• Your goal: Each entry below is to be duplicated verbatim.

:::::

//! Error conditions for structural operations on node arrays and containment registries.
use crate::containment::ElementSegmentKey;
use crate::node_array::SegmentAdmission;
use std::error::Error;
use std::fmt;

#[derive(Debug, Clone, PartialEq, Eq)]
pub enum NodeFieldError {
    /// A segment id in an `add_segments` batch is already live, or appears twice in the batch.
    ///
    /// No segment of the batch has been admitted. `admissions` reports, in request order,
    /// which requests collided.
    DuplicateSegment { id: u32, admissions: Vec<SegmentAdmission> },
    /// The node segment id is not live in the node array.
    UnknownSegment(u32),
    /// The element segment id is not known to the element array.
    UnknownElementSegment(u32),
    /// Two node segments were combined whose widths must be equal.
    WidthMismatch { expected: usize, actual: usize },
    /// A local degree of freedom index exceeds the width of its segment.
    DofOutOfRange { dof: usize, width: usize },
    /// The containment key has not been registered.
    InvalidRegistryKey(ElementSegmentKey),
    /// The operation requires a node array without live segments.
    SegmentsAlive,
    /// An initial value vector does not have one entry per node and new degree of freedom.
    InitialValuesLength { expected: usize, actual: usize },
    /// The value buffer of the requested layout would hold more than `usize::MAX` scalars.
    LayoutOverflow { num_nodes: usize, stride: usize },
}

impl fmt::Display for NodeFieldError {
    fn fmt(&self, f: &mut fmt::Formatter) -> fmt::Result {
        match self {
            Self::DuplicateSegment { id, .. } => write!(f, "node segment {id} is already live"),
            Self::UnknownSegment(id) => write!(f, "node segment {id} is not live"),
            Self::UnknownElementSegment(id) => write!(f, "element segment {id} does not exist"),
            Self::WidthMismatch { expected, actual } => {
                write!(f, "node segment width mismatch (expected {expected}, got {actual})")
            }
            Self::DofOutOfRange { dof, width } => {
                write!(f, "local dof index {dof} out of range for segment of width {width}")
            }
            Self::InvalidRegistryKey(key) => write!(
                f,
                "element segment ({}, {}) is not registered",
                key.element_array, key.element_segment
            ),
            Self::SegmentsAlive => write!(f, "node array still has live segments"),
            Self::InitialValuesLength { expected, actual } => {
                write!(f, "expected {expected} initial values, got {actual}")
            }
            Self::LayoutOverflow { num_nodes, stride } => {
                write!(f, "{num_nodes} nodes with stride {stride} exceed the addressable buffer size")
            }
        }
    }
}

impl Error for NodeFieldError {}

:::::

• Expected output:
//! Error conditions for structural operations on node arrays and containment registries.
use crate::containment::ElementSegmentKey;
use crate::node_array::SegmentAdmission;
use std::error::Error;
use std::fmt;

#[derive(Debug, Clone, PartialEq, Eq)]
pub enum NodeFieldError {
    /// A segment id in an `add_segments` batch is already live, or appears twice in the batch.
    ///
    /// No segment of the batch has been admitted. `admissions` reports, in request order,
    /// which requests collided.
    DuplicateSegment { id: u32, admissions: Vec<SegmentAdmission> },
    /// The node segment id is not live in the node array.
    UnknownSegment(u32),
    /// The element segment id is not known to the element array.
    UnknownElementSegment(u32),
    /// Two node segments were combined whose widths must be equal.
    WidthMismatch { expected: usize, actual: usize },
    /// A local degree of freedom index exceeds the width of its segment.
    DofOutOfRange { dof: usize, width: usize },
    /// The containment key has not been registered.
    InvalidRegistryKey(ElementSegmentKey),
    /// The operation requires a node array without live segments.
    SegmentsAlive,
    /// An initial value vector does not have one entry per node and new degree of freedom.
    InitialValuesLength { expected: usize, actual: usize },
    /// The value buffer of the requested layout would hold more than `usize::MAX` scalars.
    LayoutOverflow { num_nodes: usize, stride: usize },
}

impl fmt::Display for NodeFieldError {
    fn fmt(&self, f: &mut fmt::Formatter) -> fmt::Result {
        match self {
            Self::DuplicateSegment { id, .. } => write!(f, "node segment {id} is already live"),
            Self::UnknownSegment(id) => write!(f, "node segment {id} is not live"),
            Self::UnknownElementSegment(id) => write!(f, "element segment {id} does not exist"),
            Self::WidthMismatch { expected, actual } => {
                write!(f, "node segment width mismatch (expected {expected}, got {actual})")
            }
            Self::DofOutOfRange { dof, width } => {
                write!(f, "local dof index {dof} out of range for segment of width {width}")
            }
            Self::InvalidRegistryKey(key) => write!(
                f,
                "element segment ({}, {}) is not registered",
                key.element_array, key.element_segment
            ),
            Self::SegmentsAlive => write!(f, "node array still has live segments"),
            Self::InitialValuesLength { expected, actual } => {
                write!(f, "expected {expected} initial values, got {actual}")
            }
            Self::LayoutOverflow { num_nodes, stride } => {
                write!(f, "{num_nodes} nodes with stride {stride} exceed the addressable buffer size")
            }
        }
    }
}

impl Error for NodeFieldError {}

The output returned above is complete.